THE PROBLEM →
List each line of the data in which the string "other" appears.

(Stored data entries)
----

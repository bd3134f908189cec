//! LP token quantities.

use core::fmt;

use serde::{Deserialize, Serialize};

use super::Amount;

/// A quantity of LP tokens: a proportional claim on both reserves.
///
/// Kept distinct from [`Amount`] so reserve balances and LP balances
/// cannot be mixed up in the share formulas.  The LP mint is a ledger mint
/// like any other, so conversions to and from [`Amount`] are lossless.
///
/// # Examples
///
/// ```
/// use xy_amm::domain::Liquidity;
///
/// let a = Liquidity::new(1_000);
/// assert_eq!(a.checked_add(&Liquidity::new(500)), Some(Liquidity::new(1_500)));
/// ```
#[derive(
    Debug, Clone, Copy, PartialEq, Eq, PartialOrd, Ord, Hash, Default, Serialize, Deserialize,
)]
pub struct Liquidity(u64);

impl Liquidity {
    /// No liquidity.
    pub const ZERO: Self = Self(0);

    /// Creates a new `Liquidity` from a raw `u64` value.
    pub const fn new(value: u64) -> Self {
        Self(value)
    }

    /// Returns the underlying `u64` value.
    #[must_use]
    pub const fn get(&self) -> u64 {
        self.0
    }

    /// Returns `true` if the liquidity is zero.
    #[must_use]
    pub const fn is_zero(&self) -> bool {
        self.0 == 0
    }

    /// Checked addition. Returns `None` on overflow.
    #[must_use]
    pub const fn checked_add(&self, other: &Self) -> Option<Self> {
        match self.0.checked_add(other.0) {
            Some(v) => Some(Self(v)),
            None => None,
        }
    }

    /// Checked subtraction. Returns `None` on underflow.
    #[must_use]
    pub const fn checked_sub(&self, other: &Self) -> Option<Self> {
        match self.0.checked_sub(other.0) {
            Some(v) => Some(Self(v)),
            None => None,
        }
    }

    /// Reinterprets the LP quantity as a ledger amount of the LP mint.
    pub const fn as_amount(&self) -> Amount {
        Amount::new(self.0)
    }

    /// Reads an LP mint ledger amount as a liquidity quantity.
    pub const fn from_amount(amount: Amount) -> Self {
        Self(amount.get())
    }
}

impl fmt::Display for Liquidity {
    fn fmt(&self, f: &mut fmt::Formatter<'_>) -> fmt::Result {
        write!(f, "{}", self.0)
    }
}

----

REPLY TO THE EXERCISE →
/// like any other, so conversions to and from [`Amount`] are lossless.
    pub const fn checked_add(&self, other: &Self) -> Option<Self> {
        match self.0.checked_add(other.0) {
    pub const fn checked_sub(&self, other: &Self) -> Option<Self> {
        match self.0.checked_sub(other.0) {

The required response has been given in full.